[Brief] What you return must be every line from the beginning of the data through the line holding "behaviour answers for.", unchanged.

[Materials provided]
//! Mock cable server for integration tests.
//!
//! Listens on an ephemeral localhost port, accepts one WebSocket client,
//! sends `welcome`, then plays out a [`Behaviour`].

#![allow(dead_code, reason = "each test binary uses a subset of the helpers")]

use std::sync::Once;
use std::time::Duration;

use cable_client::{Command, Frame};
use futures_util::{SinkExt, StreamExt};
use tokio::net::TcpListener;
use tokio::sync::mpsc;
use tokio::task::JoinHandle;
use tokio_tungstenite::tungstenite::Message;

/// Channel the event behaviour answers for.
pub const AGENT_CHANNEL: &str = "AgentChannel";

static INIT: Once = Once::new();

/// Route `log` output through the test harness once per binary.
pub fn init_logging() {
    INIT.call_once(|| {
        let _ = env_logger::builder().is_test(true).try_init();
    });
}

/// What the server does after `welcome`.
#[derive(Debug, Clone, Copy, PartialEq, Eq)]
pub enum Behaviour {
    /// Nothing more; hold the connection open.
    Connect,
    /// Four pings, 100ms apart.
    Heartbeat,
    /// Answer a subscribe to [`AGENT_CHANNEL`] with one event
    /// carrying `{"foo":"bar"}`.
    Event,
    /// Close the connection right after `welcome`.
    Hangup,
}

/// Running mock server.
#[derive(Debug)]
pub struct MockCableServer {
    /// `ws://` address to dial.
    pub address: String,
    /// Commands received from the client, in order.
    pub commands: mpsc::UnboundedReceiver<Command>,
    handle: JoinHandle<()>,
}

impl MockCableServer {
    /// Bind and start serving one client.
    pub async fn start(behaviour: Behaviour) -> Self {
        init_logging();

        let listener = TcpListener::bind("127.0.0.1:0").await.unwrap();
        let addr = listener.local_addr().unwrap();
        let (commands_tx, commands) = mpsc::unbounded_channel();

        let handle = tokio::spawn(async move {
            let (stream, _) = listener.accept().await.unwrap();
            let ws = tokio_tungstenite::accept_async(stream).await.unwrap();
            let (mut write, mut read) = ws.split();

            write.send(text(&Frame::welcome())).await.unwrap();

            match behaviour {
                Behaviour::Connect | Behaviour::Event => {}
                Behaviour::Heartbeat => {
                    let mut ticker = tokio::time::interval(Duration::from_millis(100));
                    ticker.tick().await;
                    for i in 1..=4 {
                        ticker.tick().await;
                        write.send(text(&Frame::ping(i))).await.unwrap();
                    }
                }
                Behaviour::Hangup => {
                    let _ = write.send(Message::Close(None)).await;
                    return;
                }
            }

            // Keep reading until the client goes away.
            while let Some(Ok(msg)) = read.next().await {
                let Message::Text(body) = msg else {
                    continue;
                };
                let Ok(cmd) = serde_json::from_str::<Command>(&body) else {
                    continue;
                };

                if behaviour == Behaviour::Event
                    && cmd.command == "subscribe"
                    && cmd.channel() == AGENT_CHANNEL
                {
                    let event = Frame::event(
                        "event",
                        AGENT_CHANNEL,
                        serde_json::json!({ "foo": "bar" }),
                    );
                    let _ = write.send(text(&event)).await;
                }
                let _ = commands_tx.send(cmd);
            }
        });

        Self {
            address: format!("ws://{addr}/cable"),
            commands,
            handle,
        }
    }

    /// Stop the server task.
    pub fn stop(self) {
        self.handle.abort();
    }
}

fn text(frame: &Frame) -> Message {
    Message::Text(frame.encode().unwrap().into())
}

/// Await `rx.recv()` with a deadline.
pub async fn recv_within<T>(rx: &mut mpsc::UnboundedReceiver<T>, wait: Duration) -> T {
    tokio::time::timeout(wait, rx.recv())
        .await
        .expect("timed out")
        .expect("channel closed")
}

[Answer to this task]
//! Mock cable server for integration tests.
//!
//! Listens on an ephemeral localhost port, accepts one WebSocket client,
//! sends `welcome`, then plays out a [`Behaviour`].

#![allow(dead_code, reason = "each test binary uses a subset of the helpers")]

use std::sync::Once;
use std::time::Duration;

use cable_client::{Command, Frame};
use futures_util::{SinkExt, StreamExt};
use tokio::net::TcpListener;
use tokio::sync::mpsc;
use tokio::task::JoinHandle;
use tokio_tungstenite::tungstenite::Message;

/// Channel the event behaviour answers for.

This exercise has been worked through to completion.